Which lines of the entries hold the string "ShipmentInfoReceived"? Copy each one.

__Data under study__.
<<<<

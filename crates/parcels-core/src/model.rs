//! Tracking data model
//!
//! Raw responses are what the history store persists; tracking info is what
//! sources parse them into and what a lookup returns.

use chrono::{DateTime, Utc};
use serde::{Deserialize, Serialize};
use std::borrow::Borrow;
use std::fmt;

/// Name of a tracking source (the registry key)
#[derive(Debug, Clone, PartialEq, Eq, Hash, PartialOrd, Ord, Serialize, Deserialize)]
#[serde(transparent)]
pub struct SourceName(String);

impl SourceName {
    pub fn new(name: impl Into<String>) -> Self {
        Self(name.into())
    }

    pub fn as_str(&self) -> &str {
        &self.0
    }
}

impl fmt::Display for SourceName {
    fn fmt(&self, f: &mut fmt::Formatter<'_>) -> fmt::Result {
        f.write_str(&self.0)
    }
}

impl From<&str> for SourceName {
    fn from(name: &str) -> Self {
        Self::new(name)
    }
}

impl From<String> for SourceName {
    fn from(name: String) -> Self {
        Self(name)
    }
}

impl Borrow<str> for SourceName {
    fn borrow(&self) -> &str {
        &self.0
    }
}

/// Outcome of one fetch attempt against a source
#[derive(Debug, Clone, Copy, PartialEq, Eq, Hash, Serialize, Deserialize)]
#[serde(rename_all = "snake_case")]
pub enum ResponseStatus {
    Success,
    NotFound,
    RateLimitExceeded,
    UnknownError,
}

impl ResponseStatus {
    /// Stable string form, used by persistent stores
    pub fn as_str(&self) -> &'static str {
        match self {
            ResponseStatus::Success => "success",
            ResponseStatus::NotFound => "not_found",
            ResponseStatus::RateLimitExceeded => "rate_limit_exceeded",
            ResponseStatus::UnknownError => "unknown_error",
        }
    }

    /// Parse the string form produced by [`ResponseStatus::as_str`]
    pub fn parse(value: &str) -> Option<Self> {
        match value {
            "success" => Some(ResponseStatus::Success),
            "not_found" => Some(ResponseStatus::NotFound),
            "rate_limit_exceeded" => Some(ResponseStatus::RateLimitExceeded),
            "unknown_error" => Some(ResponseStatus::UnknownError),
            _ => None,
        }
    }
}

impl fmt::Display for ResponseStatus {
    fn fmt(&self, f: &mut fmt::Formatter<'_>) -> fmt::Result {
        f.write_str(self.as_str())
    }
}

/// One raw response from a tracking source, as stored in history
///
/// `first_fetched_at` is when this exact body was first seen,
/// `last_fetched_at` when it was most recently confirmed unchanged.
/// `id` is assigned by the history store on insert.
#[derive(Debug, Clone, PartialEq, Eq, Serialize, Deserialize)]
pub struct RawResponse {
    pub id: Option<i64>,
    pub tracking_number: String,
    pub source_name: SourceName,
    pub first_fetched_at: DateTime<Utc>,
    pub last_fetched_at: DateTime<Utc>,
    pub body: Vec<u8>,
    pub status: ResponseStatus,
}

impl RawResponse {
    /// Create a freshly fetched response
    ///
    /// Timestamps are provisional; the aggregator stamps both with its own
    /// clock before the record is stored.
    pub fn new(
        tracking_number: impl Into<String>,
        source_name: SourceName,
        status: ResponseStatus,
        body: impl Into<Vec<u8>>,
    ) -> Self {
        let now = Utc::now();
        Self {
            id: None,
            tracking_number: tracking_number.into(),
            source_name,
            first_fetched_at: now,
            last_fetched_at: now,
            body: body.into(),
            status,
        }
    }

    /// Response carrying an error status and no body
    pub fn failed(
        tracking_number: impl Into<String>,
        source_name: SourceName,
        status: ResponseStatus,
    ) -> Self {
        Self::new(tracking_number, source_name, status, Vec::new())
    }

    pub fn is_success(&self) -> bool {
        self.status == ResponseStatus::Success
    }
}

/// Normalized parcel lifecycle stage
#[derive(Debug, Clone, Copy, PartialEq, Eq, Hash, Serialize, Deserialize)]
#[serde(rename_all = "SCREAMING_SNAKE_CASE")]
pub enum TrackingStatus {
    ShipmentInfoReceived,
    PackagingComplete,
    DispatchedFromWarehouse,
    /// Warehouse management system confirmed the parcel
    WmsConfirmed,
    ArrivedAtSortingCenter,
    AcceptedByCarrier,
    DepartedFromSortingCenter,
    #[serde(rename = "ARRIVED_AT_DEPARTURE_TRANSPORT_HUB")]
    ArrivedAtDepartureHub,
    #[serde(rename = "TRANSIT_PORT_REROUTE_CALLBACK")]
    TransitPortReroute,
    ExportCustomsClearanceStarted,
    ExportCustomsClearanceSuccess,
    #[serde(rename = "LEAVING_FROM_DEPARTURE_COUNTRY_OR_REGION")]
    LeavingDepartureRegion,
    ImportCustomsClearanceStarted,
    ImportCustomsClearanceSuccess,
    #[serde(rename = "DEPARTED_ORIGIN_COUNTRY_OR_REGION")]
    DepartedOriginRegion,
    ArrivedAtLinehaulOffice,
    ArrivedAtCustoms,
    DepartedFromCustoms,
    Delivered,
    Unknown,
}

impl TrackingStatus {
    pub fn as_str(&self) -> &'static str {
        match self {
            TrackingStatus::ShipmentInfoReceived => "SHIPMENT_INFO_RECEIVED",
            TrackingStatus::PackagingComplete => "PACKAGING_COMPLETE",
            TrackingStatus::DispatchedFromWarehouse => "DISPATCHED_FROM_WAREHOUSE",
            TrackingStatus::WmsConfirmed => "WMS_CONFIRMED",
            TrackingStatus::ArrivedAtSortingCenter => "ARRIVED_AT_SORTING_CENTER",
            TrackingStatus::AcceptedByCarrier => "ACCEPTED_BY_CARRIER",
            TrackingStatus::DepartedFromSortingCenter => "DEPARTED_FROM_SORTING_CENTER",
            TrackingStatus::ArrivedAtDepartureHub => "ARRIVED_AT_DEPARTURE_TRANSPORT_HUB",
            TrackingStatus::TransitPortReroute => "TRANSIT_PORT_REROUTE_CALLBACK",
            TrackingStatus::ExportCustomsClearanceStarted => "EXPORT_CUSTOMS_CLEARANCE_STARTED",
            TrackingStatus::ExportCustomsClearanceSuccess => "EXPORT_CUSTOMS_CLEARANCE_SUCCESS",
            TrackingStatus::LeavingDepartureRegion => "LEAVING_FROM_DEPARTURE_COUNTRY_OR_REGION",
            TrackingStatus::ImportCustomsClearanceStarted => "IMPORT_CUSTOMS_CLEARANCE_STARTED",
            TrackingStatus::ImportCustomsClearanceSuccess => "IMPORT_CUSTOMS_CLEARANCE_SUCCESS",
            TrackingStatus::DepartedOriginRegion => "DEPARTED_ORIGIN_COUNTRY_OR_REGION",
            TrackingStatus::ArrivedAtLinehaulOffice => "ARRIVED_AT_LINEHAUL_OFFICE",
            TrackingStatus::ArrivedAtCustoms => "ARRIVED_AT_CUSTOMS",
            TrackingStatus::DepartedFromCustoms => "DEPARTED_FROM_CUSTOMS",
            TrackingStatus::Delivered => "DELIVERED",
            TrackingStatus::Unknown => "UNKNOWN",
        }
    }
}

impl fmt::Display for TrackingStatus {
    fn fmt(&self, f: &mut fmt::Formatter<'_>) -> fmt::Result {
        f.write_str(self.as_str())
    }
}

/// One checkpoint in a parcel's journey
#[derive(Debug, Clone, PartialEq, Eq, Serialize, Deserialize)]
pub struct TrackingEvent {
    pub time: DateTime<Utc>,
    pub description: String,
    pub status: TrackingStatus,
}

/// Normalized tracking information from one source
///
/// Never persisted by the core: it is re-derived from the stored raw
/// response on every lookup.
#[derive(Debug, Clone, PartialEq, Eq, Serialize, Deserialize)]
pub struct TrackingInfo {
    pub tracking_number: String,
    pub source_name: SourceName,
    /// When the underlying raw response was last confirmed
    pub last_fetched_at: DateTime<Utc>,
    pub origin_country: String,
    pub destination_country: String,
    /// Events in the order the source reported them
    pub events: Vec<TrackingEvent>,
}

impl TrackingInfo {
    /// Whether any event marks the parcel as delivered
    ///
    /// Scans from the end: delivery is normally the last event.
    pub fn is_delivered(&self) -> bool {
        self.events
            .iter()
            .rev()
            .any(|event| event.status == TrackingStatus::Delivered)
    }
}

>>>>

__Worked solution__.
    ShipmentInfoReceived,
            TrackingStatus::ShipmentInfoReceived => "SHIPMENT_INFO_RECEIVED",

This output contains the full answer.